→ **Stored data**
[Start of section]
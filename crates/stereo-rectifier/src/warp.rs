//! Rectification tables and the resampling warp
//!
//! `Rectifier::initialize` walks every output pixel through the composed
//! homography and intrinsics and tabulates integer source coordinates with
//! 7-bit fractional offsets. `apply` then resamples with fixed-point
//! bilinear interpolation; fractions live in 0..127 so `(d * span) >> 7`
//! stays inside 16-bit lanes.

use std::ops::Range;

use stereo_image::{Image, Raster, Rgb24};

use crate::intrinsic::{mat_mul3, Intrinsic, Matrix3};
use crate::RectifyError;

/// Pixels the warp can resample.
pub trait Interpolate: Copy + Default + Send + Sync {
    fn bilinear(p00: Self, p01: Self, p10: Self, p11: Self, du: u8, dv: u8) -> Self;
}

#[inline]
fn lerp_fixed(a: i32, b: i32, d: i32) -> i32 {
    a + ((d * (b - a)) >> 7)
}

impl Interpolate for u8 {
    #[inline]
    fn bilinear(p00: Self, p01: Self, p10: Self, p11: Self, du: u8, dv: u8) -> Self {
        let (du, dv) = (du as i32, dv as i32);
        let top = lerp_fixed(p00 as i32, p01 as i32, du);
        let bot = lerp_fixed(p10 as i32, p11 as i32, du);
        lerp_fixed(top, bot, dv) as u8
    }
}

impl Interpolate for Rgb24 {
    #[inline]
    fn bilinear(p00: Self, p01: Self, p10: Self, p11: Self, du: u8, dv: u8) -> Self {
        Rgb24 {
            r: u8::bilinear(p00.r, p01.r, p10.r, p11.r, du, dv),
            g: u8::bilinear(p00.g, p01.g, p10.g, p11.g, du, dv),
            b: u8::bilinear(p00.b, p01.b, p10.b, p11.b, du, dv),
        }
    }
}

impl Interpolate for f32 {
    #[inline]
    fn bilinear(p00: Self, p01: Self, p10: Self, p11: Self, du: u8, dv: u8) -> Self {
        let fu = du as f32 / 128.0;
        let fv = dv as f32 / 128.0;
        let top = p00 + fu * (p01 - p00);
        let bot = p10 + fu * (p11 - p10);
        top + fv * (bot - top)
    }
}

/// Pixels interpolated per blocked inner-loop iteration; the fixed trip
/// count lets the compiler keep `INTERP_LANES` 16-bit lanes in flight.
pub const INTERP_LANES: usize = 8;

/// Fractional source coordinates for one output row, valid on the
/// contiguous span `[lmost, lmost + len)`.
#[derive(Debug, Clone, Default)]
pub struct FracRow {
    lmost: usize,
    us: Vec<i16>,
    vs: Vec<i16>,
    du: Vec<u8>,
    dv: Vec<u8>,
}

impl FracRow {
    pub fn lmost(&self) -> usize {
        self.lmost
    }

    pub fn len(&self) -> usize {
        self.us.len()
    }

    pub fn is_empty(&self) -> bool {
        self.us.is_empty()
    }
}

/// Precomputed per-row resampling tables for one camera.
pub struct Rectifier {
    in_width: usize,
    in_height: usize,
    out_width: usize,
    out_height: usize,
    fracs: Vec<FracRow>,
}

impl Rectifier {
    /// Build the tables for the transform `v ~ H u` with the camera's
    /// nonlinear distortion removed first; `h_tinv` is the transposed
    /// inverse of H. Source points are kept only when they lie at least one
    /// pixel inside the input.
    pub fn initialize(
        h_tinv: &Matrix3,
        intrinsic: &Intrinsic,
        in_width: usize,
        in_height: usize,
        out_width: usize,
        out_height: usize,
    ) -> Result<Self, RectifyError> {
        if in_width < 2 || in_height < 2 {
            return Err(RectifyError::Invalid(format!(
                "input size {}x{} too small to interpolate",
                in_width, in_height
            )));
        }
        if out_width == 0 || out_height == 0 {
            return Err(RectifyError::Invalid(format!(
                "invalid output size: {}x{}",
                out_width, out_height
            )));
        }

        let hk = mat_mul3(h_tinv, &intrinsic.k_tinv());
        let mut fracs = Vec::with_capacity(out_height);
        let mut leftmost = hk[2];
        for _v in 0..out_height {
            let mut frac = FracRow::default();
            let mut xc = leftmost;
            let mut started = false;
            for u in 0..out_width {
                let (x, y) = (xc[0] / xc[2], xc[1] / xc[2]);
                let (mu, mv) = intrinsic.project(x, y);
                let inside = mu >= 0.0
                    && mu <= (in_width - 2) as f64
                    && mv >= 0.0
                    && mv <= (in_height - 2) as f64;
                if inside {
                    if !started {
                        frac.lmost = u;
                        started = true;
                    }
                    let (ui, vi) = (mu.floor(), mv.floor());
                    frac.us.push(ui as i16);
                    frac.vs.push(vi as i16);
                    frac.du.push(((mu - ui) * 128.0).floor() as u8);
                    frac.dv.push(((mv - vi) * 128.0).floor() as u8);
                } else if started {
                    break;
                }
                xc[0] += hk[0][0];
                xc[1] += hk[0][1];
                xc[2] += hk[0][2];
            }
            fracs.push(frac);
            leftmost[0] += hk[1][0];
            leftmost[1] += hk[1][1];
            leftmost[2] += hk[1][2];
        }

        let tabulated: usize = fracs.iter().map(FracRow::len).sum();
        log::debug!(
            "rectify table {}x{} -> {}x{}: {} of {} pixels tabulated",
            in_width,
            in_height,
            out_width,
            out_height,
            tabulated,
            out_width * out_height
        );

        Ok(Self {
            in_width,
            in_height,
            out_width,
            out_height,
            fracs,
        })
    }

    pub fn width(&self) -> usize {
        self.out_width
    }

    pub fn height(&self) -> usize {
        self.out_height
    }

    /// Valid output span of row `v`.
    pub fn row_span(&self, v: usize) -> Range<usize> {
        let f = &self.fracs[v];
        f.lmost..f.lmost + f.len()
    }

    /// Resample `input` into `out`. `rows` restricts the output rows
    /// produced (the whole image when `None`) so callers can parallelize by
    /// band; columns outside the tabulated span are zeroed.
    pub fn apply<T, R>(
        &self,
        input: &R,
        out: &mut Image<T>,
        rows: Option<Range<usize>>,
    ) -> Result<(), RectifyError>
    where
        T: Interpolate,
        R: Raster<T>,
    {
        if input.width() != self.in_width || input.height() != self.in_height {
            return Err(RectifyError::Invalid(format!(
                "input size mismatch: got {}x{}, expect {}x{}",
                input.width(),
                input.height(),
                self.in_width,
                self.in_height
            )));
        }
        if out.width() != self.out_width || out.height() != self.out_height {
            *out = Image::new(self.out_width, self.out_height);
        }
        let rows = rows.unwrap_or(0..self.out_height);
        if rows.end > self.out_height {
            return Err(RectifyError::Invalid(format!(
                "row range {}..{} exceeds output height {}",
                rows.start, rows.end, self.out_height
            )));
        }

        for v in rows {
            let frac = &self.fracs[v];
            let dst = out.row_mut(v);
            dst.fill(T::default());
            let n = frac.len();
            let dst = &mut dst[frac.lmost..frac.lmost + n];
            let mut i = 0;
            // blocked so the fixed-trip inner loop vectorizes
            while i + INTERP_LANES <= n {
                for j in i..i + INTERP_LANES {
                    dst[j] = self.sample(input, frac, j);
                }
                i += INTERP_LANES;
            }
            while i < n {
                dst[i] = self.sample(input, frac, i);
                i += 1;
            }
        }
        Ok(())
    }

    #[inline]
    fn sample<T, R>(&self, input: &R, frac: &FracRow, j: usize) -> T
    where
        T: Interpolate,
        R: Raster<T>,
    {
        let us = frac.us[j] as usize;
        let vs = frac.vs[j] as usize;
        let top = input.row(vs);
        let bot = input.row(vs + 1);
        T::bilinear(
            top[us],
            top[us + 1],
            bot[us],
            bot[us + 1],
            frac.du[j],
            frac.dv[j],
        )
    }
}

#[cfg(test)]
mod tests {
    use super::*;
    use crate::intrinsic::IDENTITY3;

    fn ramp(width: usize, height: usize) -> Image<u8> {
        let mut img = Image::new(width, height);
        for v in 0..height {
            for u in 0..width {
                img.row_mut(v)[u] = (7 * v + 3 * u) as u8;
            }
        }
        img
    }

    #[test]
    fn test_identity_round_trip() {
        let input = ramp(16, 8);
        let rect =
            Rectifier::initialize(&IDENTITY3, &Intrinsic::default(), 16, 8, 16, 8).unwrap();
        let mut out = Image::new(16, 8);
        rect.apply(&input, &mut out, None).unwrap();
        for v in 0..7 {
            for u in 0..15 {
                assert_eq!(out.row(v)[u], input.row(v)[u], "({}, {})", u, v);
            }
            // the last column maps outside the one-pixel interior margin
            assert_eq!(out.row(v)[15], 0);
        }
    }

    #[test]
    fn test_half_pixel_shift_interpolates() {
        let mut input: Image<u8> = Image::new(8, 4);
        for v in 0..4 {
            for u in 0..8 {
                input.row_mut(v)[u] = (u * 20) as u8;
            }
        }
        // source = output + (0.5, 0)
        let h_tinv = [[1.0, 0.0, 0.0], [0.0, 1.0, 0.0], [0.5, 0.0, 1.0]];
        let rect =
            Rectifier::initialize(&h_tinv, &Intrinsic::default(), 8, 4, 8, 4).unwrap();
        let mut out = Image::new(8, 4);
        rect.apply(&input, &mut out, None).unwrap();
        // du = 64: out = p0 + (64 * (p1 - p0)) >> 7 = midpoint
        assert_eq!(out.row(1)[2], 50);
    }

    #[test]
    fn test_float_path_uses_ieee() {
        let mut input: Image<f32> = Image::new(4, 4);
        for v in 0..4 {
            for u in 0..4 {
                input.row_mut(v)[u] = u as f32;
            }
        }
        let h_tinv = [[1.0, 0.0, 0.0], [0.0, 1.0, 0.0], [0.25, 0.0, 1.0]];
        let rect =
            Rectifier::initialize(&h_tinv, &Intrinsic::default(), 4, 4, 4, 4).unwrap();
        let mut out = Image::new(4, 4);
        rect.apply(&input, &mut out, None).unwrap();
        // du = 32 -> 0.25
        assert!((out.row(0)[1] - 1.25).abs() < 1e-6);
    }

    #[test]
    fn test_rgb_channels_independent() {
        let mut input: Image<Rgb24> = Image::new(4, 3);
        for v in 0..3 {
            for u in 0..4 {
                input.row_mut(v)[u] = Rgb24::new((40 * u) as u8, 0, (10 * v) as u8);
            }
        }
        let h_tinv = [[1.0, 0.0, 0.0], [0.0, 1.0, 0.0], [0.5, 0.0, 1.0]];
        let rect =
            Rectifier::initialize(&h_tinv, &Intrinsic::default(), 4, 3, 4, 3).unwrap();
        let mut out = Image::new(4, 3);
        rect.apply(&input, &mut out, None).unwrap();
        let p = out.row(1)[1];
        assert_eq!(p.r, 60); // midpoint of 40 and 80
        assert_eq!(p.g, 0);
        assert_eq!(p.b, 10);
    }

    #[test]
    fn test_row_range_limits_output() {
        let input = ramp(8, 6);
        let rect =
            Rectifier::initialize(&IDENTITY3, &Intrinsic::default(), 8, 6, 8, 6).unwrap();
        let mut out = Image::new(8, 6);
        rect.apply(&input, &mut out, Some(2..4)).unwrap();
        assert_eq!(out.row(0), &[0; 8]);
        assert_eq!(out.row(2)[3], input.row(2)[3]);
        assert_eq!(out.row(5), &[0; 8]);
    }

    #[test]
    fn test_size_mismatch_rejected() {
        let input = ramp(8, 6);
        let rect =
            Rectifier::initialize(&IDENTITY3, &Intrinsic::default(), 10, 6, 8, 6).unwrap();
        let mut out = Image::new(8, 6);
        assert!(rect.apply(&input, &mut out, None).is_err());
    }

    #[test]
    fn test_offsets_are_seven_bit() {
        let h_tinv = [[1.0, 0.0, 0.0], [0.0, 1.0, 0.0], [0.3, 0.7, 1.0]];
        let rect =
            Rectifier::initialize(&h_tinv, &Intrinsic::default(), 32, 32, 32, 32).unwrap();
        for v in 0..rect.height() {
            let f = &rect.fracs[v];
            for j in 0..f.len() {
                assert!(f.du[j] < 128);
                assert!(f.dv[j] < 128);
                assert!((f.us[j] as usize) < 31);
                assert!((f.vs[j] as usize) < 31);
            }
        }
    }
}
[End of section]
If a line of the data above holds the string "initialize", count it, then state only the total.

→ **EXPECTED ANSWER**
9